Let $A$ be the following set of 2-dimensional functions of one variable with strictly increasing and continuous components:
$$A = \{(x_1(\cdot), x_2(\cdot)): x_i: [0,1] \rightarrow \mathbb{R}, x_i(\cdot) \text{ is strictly increasing and continuous} , \qquad 0 \leq x_2(t)-x_1(t) \leq \delta, \\
x_1(0)=0, \, x_2(0)=\delta, \, x_2(1)=a, \, x_1(c)=a-\delta \}$$
for some known $\delta >0$, $a>\delta$ and $c \in (0,1)$.
I have a system the maps 2-dimensional functions $(x_1(\cdot) ,x_2(\cdot))$ defined on $[0,1]$ into 2-dimensional functions $(y_1(\cdot), y_2 (\cdot))$:
\begin{align*}
y_1(t)&=F_1(x_1(t),x_2(t)), \\
y_2(t)&=F_2(x_1(t),x_2(t)),
\end{align*}
for $t \in [0,1]$. I can show that $(F_1,F_2)$ maps $A$ into $A$.

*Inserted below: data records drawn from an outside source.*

#[cfg(test)]
mod tests {
    use crate::config::{IndexMode, IoType, Options};
    use crate::db::EmberDb;
    use crate::error::Error;
    use std::path::Path;

    fn modes() -> [(IoType, IndexMode); 2] {
        [
            (IoType::FileIo, IndexMode::KeyOnly),
            (IoType::MMap, IndexMode::KeyValue),
        ]
    }

    fn open_db(dir: &Path, io_type: IoType, index_mode: IndexMode) -> EmberDb {
        EmberDb::open(
            Options::new(dir)
                .io_type(io_type)
                .index_mode(index_mode),
        )
        .unwrap()
    }

    fn seed_mixed(db: &EmberDb, key: &[u8]) {
        db.lpush(key, &[b"zero"]).unwrap();
        db.lpush(key, &[b"negative one"]).unwrap();
        db.rpush(key, &[b"one", b"two", b"three"]).unwrap();
    }

    #[test]
    fn test_push_ordering() {
        for (io_type, index_mode) in modes() {
            let dir = tempfile::TempDir::new().unwrap();
            let db = open_db(dir.path(), io_type, index_mode);

            seed_mixed(&db, b"k");
            assert_eq!(db.llen(b"k"), 5);
            assert_eq!(
                db.lrange(b"k", 0, -1).unwrap(),
                vec![
                    b"negative one".to_vec(),
                    b"zero".to_vec(),
                    b"one".to_vec(),
                    b"two".to_vec(),
                    b"three".to_vec(),
                ]
            );
            db.close().unwrap();
        }
    }

    #[test]
    fn test_pop_reverses_push() {
        for (io_type, index_mode) in modes() {
            let dir = tempfile::TempDir::new().unwrap();
            let db = open_db(dir.path(), io_type, index_mode);

            assert_eq!(db.lpop(b"k").unwrap(), None);
            assert_eq!(db.rpop(b"k").unwrap(), None);

            db.lpush(b"k", &[b"a", b"b", b"c"]).unwrap();
            let mut popped = Vec::new();
            while db.llen(b"k") > 0 {
                popped.push(db.lpop(b"k").unwrap().unwrap());
            }
            assert_eq!(popped, vec![b"c".to_vec(), b"b".to_vec(), b"a".to_vec()]);

            // Fully popped lists read as absent.
            assert_eq!(db.lrange(b"k", 0, -1), Err(Error::KeyNotFound));

            db.rpush(b"k", &[b"a", b"b", b"c"]).unwrap();
            let mut popped = Vec::new();
            while db.llen(b"k") > 0 {
                popped.push(db.rpop(b"k").unwrap().unwrap());
            }
            assert_eq!(popped, vec![b"c".to_vec(), b"b".to_vec(), b"a".to_vec()]);
            db.close().unwrap();
        }
    }

    #[test]
    fn test_lindex_bounds() {
        for (io_type, index_mode) in modes() {
            let dir = tempfile::TempDir::new().unwrap();
            let db = open_db(dir.path(), io_type, index_mode);

            assert_eq!(db.lindex(b"k", 0).unwrap(), None);

            seed_mixed(&db, b"k");
            assert_eq!(db.lindex(b"k", 0).unwrap().unwrap(), b"negative one");
            assert_eq!(db.lindex(b"k", 1).unwrap().unwrap(), b"zero");
            assert_eq!(db.lindex(b"k", -1).unwrap().unwrap(), b"three");
            assert_eq!(db.lindex(b"k", -4).unwrap().unwrap(), b"zero");
            assert_eq!(db.lindex(b"k", 5), Err(Error::WrongIndex));
            assert_eq!(db.lindex(b"k", -6), Err(Error::WrongIndex));
            db.close().unwrap();
        }
    }

    #[test]
    fn test_lrange_clamping() {
        let dir = tempfile::TempDir::new().unwrap();
        let db = open_db(dir.path(), IoType::FileIo, IndexMode::KeyOnly);
        seed_mixed(&db, b"k");

        assert_eq!(db.lrange(b"k", 1, 1).unwrap(), vec![b"zero".to_vec()]);
        assert_eq!(db.lrange(b"k", 4, 4).unwrap(), vec![b"three".to_vec()]);
        assert_eq!(db.lrange(b"k", 0, 8).unwrap().len(), 5);
        assert_eq!(db.lrange(b"k", -100, 100).unwrap().len(), 5);
        assert_eq!(
            db.lrange(b"k", -4, 2).unwrap(),
            vec![b"zero".to_vec(), b"one".to_vec()]
        );
        assert_eq!(db.lrange(b"k", 5, 10), Err(Error::WrongIndex));
        assert_eq!(db.lrange(b"k", 1, -8), Err(Error::WrongIndex));
        assert_eq!(db.lrange(b"k", -1, 1), Err(Error::WrongIndex));
        assert_eq!(db.lrange(b"missing", 0, -1), Err(Error::KeyNotFound));
        db.close().unwrap();
    }

    #[test]
    fn test_lset() {
        for (io_type, index_mode) in modes() {
            let dir = tempfile::TempDir::new().unwrap();
            let db = open_db(dir.path(), io_type, index_mode);

            assert_eq!(db.lset(b"k", 0, b"x"), Err(Error::KeyNotFound));

            db.rpush(b"k", &[b"a", b"b", b"c"]).unwrap();
            db.lset(b"k", 0, b"first").unwrap();
            db.lset(b"k", 1, b"second").unwrap();
            db.lset(b"k", -1, b"third").unwrap();
            assert_eq!(
                db.lrange(b"k", 0, -1).unwrap(),
                vec![b"first".to_vec(), b"second".to_vec(), b"third".to_vec()]
            );
            assert_eq!(db.lset(b"k", 3, b"x"), Err(Error::WrongIndex));
            assert_eq!(db.lset(b"k", -4, b"x"), Err(Error::WrongIndex));
            db.close().unwrap();
        }
    }

    #[test]
    fn test_lmove() {
        let dir = tempfile::TempDir::new().unwrap();
        let db = open_db(dir.path(), IoType::FileIo, IndexMode::KeyOnly);

        assert_eq!(db.lmove(b"src", b"dst", true, true).unwrap(), None);

        db.rpush(b"src", &[b"1", b"2", b"3", b"4", b"5"]).unwrap();

        assert_eq!(db.lmove(b"src", b"dst", true, true).unwrap().unwrap(), b"1");
        assert_eq!(db.lmove(b"src", b"dst", true, false).unwrap().unwrap(), b"2");
        assert_eq!(db.lmove(b"src", b"dst", false, true).unwrap().unwrap(), b"5");
        assert_eq!(db.lmove(b"src", b"dst", false, false).unwrap().unwrap(), b"4");

        assert_eq!(db.lrange(b"src", 0, -1).unwrap(), vec![b"3".to_vec()]);
        assert_eq!(
            db.lrange(b"dst", 0, -1).unwrap(),
            vec![b"5".to_vec(), b"1".to_vec(), b"2".to_vec(), b"4".to_vec()]
        );
        db.close().unwrap();
    }

    #[test]
    fn test_pushx_requires_list() {
        for (io_type, index_mode) in modes() {
            let dir = tempfile::TempDir::new().unwrap();
            let db = open_db(dir.path(), io_type, index_mode);

            assert_eq!(db.lpushx(b"k", &[b"v"]), Err(Error::KeyNotFound));
            assert_eq!(db.rpushx(b"k", &[b"v"]), Err(Error::KeyNotFound));

            db.lpush(b"k", &[b"seed"]).unwrap();
            db.lpushx(b"k", &[b"left"]).unwrap();
            db.rpushx(b"k", &[b"right"]).unwrap();
            assert_eq!(
                db.lrange(b"k", 0, -1).unwrap(),
                vec![b"left".to_vec(), b"seed".to_vec(), b"right".to_vec()]
            );
            db.close().unwrap();
        }
    }

    #[test]
    fn test_lrem_counts() {
        for (io_type, index_mode) in modes() {
            let dir = tempfile::TempDir::new().unwrap();
            let db = open_db(dir.path(), io_type, index_mode);

            // Missing list removes nothing.
            assert_eq!(db.lrem(b"k", 1, b"1").unwrap(), 0);
            assert_eq!(db.lrem(b"k", 0, b"1").unwrap(), 0);
            assert_eq!(db.lrem(b"k", -1, b"1").unwrap(), 0);

            db.rpush(b"k", &[b"1", b"2", b"1", b"3", b"3", b"4"]).unwrap();

            // No matches leaves the list untouched.
            assert_eq!(db.lrem(b"k", 1, b"5").unwrap(), 0);
            assert_eq!(db.llen(b"k"), 6);

            assert_eq!(db.lrem(b"k", 3, b"1").unwrap(), 2);
            assert_eq!(
                db.lrange(b"k", 0, -1).unwrap(),
                vec![b"2".to_vec(), b"3".to_vec(), b"3".to_vec(), b"4".to_vec()]
            );

            assert_eq!(db.lrem(b"k", -3, b"3").unwrap(), 2);
            assert_eq!(
                db.lrange(b"k", 0, -1).unwrap(),
                vec![b"2".to_vec(), b"4".to_vec()]
            );

            assert_eq!(db.lrem(b"k", 0, b"2").unwrap(), 1);
            assert_eq!(db.lrange(b"k", 0, -1).unwrap(), vec![b"4".to_vec()]);

            // Tail-side removals.
            db.rpush(b"k", &[b"3", b"2", b"1"]).unwrap();
            assert_eq!(db.lrem(b"k", 1, b"4").unwrap(), 1);
            assert_eq!(db.lrem(b"k", -1, b"1").unwrap(), 1);
            assert_eq!(
                db.lrange(b"k", 0, -1).unwrap(),
                vec![b"3".to_vec(), b"2".to_vec()]
            );
            db.close().unwrap();
        }
    }

    #[test]
    fn test_lrem_survives_reopen() {
        let dir = tempfile::TempDir::new().unwrap();
        let opts = Options::new(dir.path());

        let db = EmberDb::open(opts.clone()).unwrap();
        db.rpush(b"k", &[b"1", b"2", b"1", b"3", b"3", b"4"]).unwrap();
        assert_eq!(db.lrem(b"k", 3, b"1").unwrap(), 2);
        assert_eq!(db.lrem(b"k", -3, b"3").unwrap(), 2);
        db.close().unwrap();

        let db = EmberDb::open(opts).unwrap();
        assert_eq!(db.llen(b"k"), 2);
        assert_eq!(
            db.lrange(b"k", 0, -1).unwrap(),
            vec![b"2".to_vec(), b"4".to_vec()]
        );
        db.close().unwrap();
    }

    #[test]
    fn test_llen_survives_reopen() {
        let dir = tempfile::TempDir::new().unwrap();
        let opts = Options::new(dir.path());

        let db = EmberDb::open(opts.clone()).unwrap();
        db.lpush(b"k", &[b"a", b"b", b"c"]).unwrap();
        assert_eq!(db.llen(b"k"), 3);
        db.close().unwrap();

        let db = EmberDb::open(opts).unwrap();
        db.lpush(b"k", &[b"d", b"e", b"f"]).unwrap();
        assert_eq!(db.llen(b"k"), 6);
        db.close().unwrap();
    }

    #[test]
    fn test_order_survives_reopen_and_rotation() {
        for (io_type, index_mode) in modes() {
            let dir = tempfile::TempDir::new().unwrap();
            let opts = Options::new(dir.path())
                .io_type(io_type)
                .index_mode(index_mode)
                .log_file_size_threshold(64 * 1024);

            let db = EmberDb::open(opts.clone()).unwrap();
            for i in 0..500u32 {
                db.rpush(b"k", &[format!("item-{i:04}").as_bytes()]).unwrap();
            }
            db.lpop(b"k").unwrap();
            db.rpop(b"k").unwrap();
            let before = db.lrange(b"k", 0, -1).unwrap();
            db.close().unwrap();

            let db = EmberDb::open(opts).unwrap();
            assert_eq!(db.llen(b"k"), 498);
            assert_eq!(db.lrange(b"k", 0, -1).unwrap(), before);
            assert_eq!(db.lindex(b"k", 0).unwrap().unwrap(), b"item-0001");
            assert_eq!(db.lindex(b"k", -1).unwrap().unwrap(), b"item-0498");
            db.close().unwrap();
        }
    }

    #[test]
    fn test_lset_persists() {
        let dir = tempfile::TempDir::new().unwrap();
        let opts = Options::new(dir.path());

        let db = EmberDb::open(opts.clone()).unwrap();
        db.rpush(b"k", &[b"a", b"b"]).unwrap();
        db.lset(b"k", 0, b"replaced").unwrap();
        db.close().unwrap();

        let db = EmberDb::open(opts).unwrap();
        assert_eq!(
            db.lrange(b"k", 0, -1).unwrap(),
            vec![b"replaced".to_vec(), b"b".to_vec()]
        );
        db.close().unwrap();
    }
}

Is there a fixed point theorem I can use here to show that $(F_1, F_2)$ has a fixed point?
P.S. I can show that even if I take non-decreasing continuous functions $x_1$, $x_2$, their respective images $y_1$ and $y_2$ are going to be strictly increasing continuous functions. However, I cannot relax the continuity condition.